Exposures  Clinical and echocardiographic data were analyzed retrospectively. The morphologic BAV findings were categorized according to the Sievers and Schmidtke classification. Aortic valve function was divided into normal, regurgitation, or stenosis. Patterns of BAV aortopathy included the following: type 1, dilation of the ascending aorta and aortic root; type 2, isolated dilation of the ascending aorta; and type 3, isolated dilation of the sinus of Valsalva and/or sinotubular junction.

Main Outcomes and Measures  Association between the presence and location of raphe and the risk of significant (moderate and severe) aortic valve dysfunction and aortic dilation and/or dissection

Results  Of the 2118 patients (mean [SD] age, 47 [18] years; 1525 [72.0%] male), 1881 (88.8%) had BAV with fusion raphe, whereas 237 (11.2%) had BAV without raphe.
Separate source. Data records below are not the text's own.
//! Engine configuration, loadable from RON, TOML or JSON.
//!
//! Every field has a default, so an empty file (or `{}`) is a valid
//! configuration. The format is chosen by file extension.

use crate::fixed::{Fixed64, Money};
use serde::{Deserialize, Serialize};
use std::path::{Path, PathBuf};

// ===========================================================================
// Errors
// ===========================================================================

#[derive(Debug, thiserror::Error)]
pub enum ConfigError {
    /// The file has an extension we don't support.
    #[error("unsupported config format: {file}")]
    UnsupportedFormat { file: PathBuf },

    #[error("parse error in {origin}: {detail}")]
    Parse { origin: String, detail: String },

    /// Parsed fine but describes an unusable engine.
    #[error("invalid config: {0}")]
    Invalid(String),

    #[error(transparent)]
    Io(#[from] std::io::Error),
}

// ===========================================================================
// Format detection
// ===========================================================================

#[derive(Debug, Clone, Copy, PartialEq, Eq)]
pub enum Format {
    Ron,
    Toml,
    Json,
}

pub fn detect_format(path: &Path) -> Result<Format, ConfigError> {
    match path.extension().and_then(|e| e.to_str()) {
        Some("ron") => Ok(Format::Ron),
        Some("toml") => Ok(Format::Toml),
        Some("json") => Ok(Format::Json),
        _ => Err(ConfigError::UnsupportedFormat {
            file: path.to_path_buf(),
        }),
    }
}

// ===========================================================================
// SimConfig
// ===========================================================================

/// Grid size, starting funds, clock rates and determinism seed.
#[derive(Debug, Clone, PartialEq, Serialize, Deserialize)]
#[serde(default)]
pub struct SimConfig {
    pub rows: usize,
    pub cols: usize,
    pub starting_balance: Money,
    /// Game seconds per in-game day.
    pub day_length_secs: f64,
    /// Game seconds advanced by one `step_frame`.
    pub frame_secs: f64,
    /// Seeds cosmetic start offsets only.
    pub seed: u64,
    /// Ring buffer capacity per event kind.
    pub event_buffer_capacity: usize,
}

impl Default for SimConfig {
    fn default() -> Self {
        Self {
            rows: 12,
            cols: 21,
            starting_balance: 15_000,
            day_length_secs: 60.0,
            frame_secs: 1.0 / 60.0,
            seed: 0x1A0_5EED,
            event_buffer_capacity: 1024,
        }
    }
}

/// Upper bound on `rows * cols`. The grid is allocated up front.
pub const MAX_CELLS: usize = 1 << 20;

impl SimConfig {
    pub fn validate(&self) -> Result<(), ConfigError> {
        if self.rows == 0 || self.cols == 0 {
            return Err(ConfigError::Invalid(format!(
                "grid must have at least one cell, got {}x{}",
                self.rows, self.cols
            )));
        }
        if self.rows.checked_mul(self.cols).is_none_or(|cells| cells > MAX_CELLS) {
            return Err(ConfigError::Invalid(format!(
                "grid {}x{} exceeds {MAX_CELLS} cells",
                self.rows, self.cols
            )));
        }
        duration("day_length_secs", self.day_length_secs)?;
        duration("frame_secs", self.frame_secs)?;
        if self.starting_balance < 0 {
            return Err(ConfigError::Invalid(format!(
                "starting_balance must not be negative, got {}",
                self.starting_balance
            )));
        }
        Ok(())
    }

    /// Zero if `day_length_secs` does not pass [`SimConfig::validate`].
    pub fn day_length(&self) -> Fixed64 {
        duration("day_length_secs", self.day_length_secs).unwrap_or(Fixed64::ZERO)
    }

    /// Zero if `frame_secs` does not pass [`SimConfig::validate`].
    pub fn frame_dt(&self) -> Fixed64 {
        duration("frame_secs", self.frame_secs).unwrap_or(Fixed64::ZERO)
    }

    pub fn from_ron_str(s: &str) -> Result<Self, ConfigError> {
        let config: Self = ron::from_str(s).map_err(|e| parse_error("ron", e))?;
        config.validate()?;
        Ok(config)
    }

    pub fn from_toml_str(s: &str) -> Result<Self, ConfigError> {
        let config: Self = toml::from_str(s).map_err(|e| parse_error("toml", e))?;
        config.validate()?;
        Ok(config)
    }

    pub fn from_json_str(s: &str) -> Result<Self, ConfigError> {
        let config: Self = serde_json::from_str(s).map_err(|e| parse_error("json", e))?;
        config.validate()?;
        Ok(config)
    }

    /// Read and validate a config file, choosing the parser by extension.
    pub fn load(path: &Path) -> Result<Self, ConfigError> {
        let format = detect_format(path)?;
        let content = std::fs::read_to_string(path)?;
        let parsed = match format {
            Format::Ron => Self::from_ron_str(&content),
            Format::Toml => Self::from_toml_str(&content),
            Format::Json => Self::from_json_str(&content),
        };
        parsed.map_err(|e| match e {
            ConfigError::Parse { detail, .. } => ConfigError::Parse {
                origin: path.display().to_string(),
                detail,
            },
            other => other,
        })
    }
}

/// A duration must survive conversion to `Fixed64` as a positive value.
/// Anything below the Q32.32 resolution rounds to zero and would stall
/// the clock.
fn duration(field: &str, secs: f64) -> Result<Fixed64, ConfigError> {
    match Fixed64::checked_from_num(secs) {
        Some(v) if secs.is_finite() && v > Fixed64::ZERO => Ok(v),
        _ => Err(ConfigError::Invalid(format!(
            "{field} must be a positive duration representable in game time, got {secs}"
        ))),
    }
}

fn parse_error(origin: &str, e: impl std::fmt::Display) -> ConfigError {
    ConfigError::Parse {
        origin: origin.to_string(),
        detail: e.to_string(),
    }
}

#[cfg(test)]
mod tests {
    use super::*;

    #[test]
    fn empty_documents_use_defaults() {
        assert_eq!(SimConfig::from_json_str("{}").unwrap(), SimConfig::default());
        assert_eq!(SimConfig::from_toml_str("").unwrap(), SimConfig::default());
        assert_eq!(SimConfig::from_ron_str("()").unwrap(), SimConfig::default());
    }

    #[test]
    fn partial_override() {
        let config = SimConfig::from_toml_str("rows = 3\ncols = 5\nstarting_balance = 1000\n").unwrap();
        assert_eq!(config.rows, 3);
        assert_eq!(config.cols, 5);
        assert_eq!(config.starting_balance, 1000);
        assert_eq!(config.day_length_secs, 60.0);
    }

    #[test]
    fn ron_struct_syntax() {
        let config = SimConfig::from_ron_str("(rows: 4, day_length_secs: 10.0)").unwrap();
        assert_eq!(config.rows, 4);
        assert_eq!(config.day_length(), Fixed64::from_num(10));
    }

    #[test]
    fn zero_sized_grid_is_invalid() {
        let err = SimConfig::from_json_str(r#"{"rows": 0}"#).unwrap_err();
        assert!(matches!(err, ConfigError::Invalid(_)));
    }

    #[test]
    fn non_positive_durations_are_invalid() {
        assert!(SimConfig::from_json_str(r#"{"frame_secs": 0.0}"#).is_err());
        assert!(SimConfig::from_json_str(r#"{"day_length_secs": -1.0}"#).is_err());
    }

    #[test]
    fn durations_beyond_fixed_range_are_invalid() {
        for doc in [r#"{"day_length_secs": 1e10}"#, r#"{"frame_secs": 1e10}"#] {
            let err = SimConfig::from_json_str(doc).unwrap_err();
            assert!(matches!(err, ConfigError::Invalid(_)), "{doc}");
        }
    }

    #[test]
    fn sub_resolution_frame_is_invalid() {
        // 1e-12 s is below 2^-32 and would round to a zero-length frame.
        let err = SimConfig::from_json_str(r#"{"frame_secs": 1e-12}"#).unwrap_err();
        assert!(matches!(err, ConfigError::Invalid(_)));
        assert!(SimConfig::from_json_str(r#"{"day_length_secs": 1e-12}"#).is_err());
    }

    #[test]
    fn oversized_grid_is_invalid() {
        let huge = format!(r#"{{"rows": {}, "cols": 2}}"#, usize::MAX);
        assert!(matches!(SimConfig::from_json_str(&huge), Err(ConfigError::Invalid(_))));
        let over = SimConfig {
            rows: MAX_CELLS,
            cols: 2,
            ..SimConfig::default()
        };
        assert!(matches!(over.validate(), Err(ConfigError::Invalid(_))));
        let edge = SimConfig {
            rows: MAX_CELLS,
            cols: 1,
            ..SimConfig::default()
        };
        assert!(edge.validate().is_ok());
    }

    #[test]
    fn malformed_input_is_a_parse_error() {
        let err = SimConfig::from_json_str("{rows: ").unwrap_err();
        assert!(matches!(err, ConfigError::Parse { .. }));
    }

    #[test]
    fn unknown_extension_rejected() {
        let err = SimConfig::load(Path::new("factory.yaml")).unwrap_err();
        assert!(matches!(err, ConfigError::UnsupportedFormat { .. }));
        assert_eq!(detect_format(Path::new("a.ron")).unwrap(), Format::Ron);
    }

    #[test]
    fn load_reads_file_by_extension() {
        let path = std::env::temp_dir().join(format!("ironworks-config-{}.json", std::process::id()));
        std::fs::write(&path, r#"{"cols": 9}"#).unwrap();
        let config = SimConfig::load(&path).unwrap();
        std::fs::remove_file(&path).unwrap();
        assert_eq!(config.cols, 9);
    }
}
Bicuspid aortic valves with raphe had a significantly higher prevalence of valve dysfunction, with a significantly higher frequency of aortic regurgitation (622 [33.1%] vs 57 [24.1%], P < .001) and aortic stenosis (728 [38.7%] vs 51 [21.5%], P < .001). Furthermore, aortic valve replacement event rates were significantly higher among patients with BAV with raphe (364 [19.9%] at 1 year, 393 [21.4%] at 2 years, and 447 [24.4%] at 5 years) vs patients without raphe (30 [14.0%] at 1 year, 32 [15.0%] at 2 years, and 40 [18.0%] at 5 years) (P = .02). In addition, the all-cause mortality event rates were significantly higher among patients with BAV with raphe (77 [5.1%] at 1 year, 87 [6.2%] at 2 years, and 110 [9.5%] at 5 years) vs patients without raphe (2 [1.8%] at 1 year, 3 [3.0%] at 2 years, and 5 [4.4%] at 5 years) (P = .03). However, on multivariable analysis, the presence of raphe was not significantly associated with all-cause mortality.

Conclusions and Relevance  In this large multicenter, international BAV registry, the presence of raphe was associated with a higher prevalence of significant aortic stenosis and regurgitation. The presence of raphe was also associated with increased rates of aortic valve and aortic surgery. Although patients with BAV and raphe had higher mortality rates than patients without, the presence of a raphe was not independently associated with increased all-cause mortality.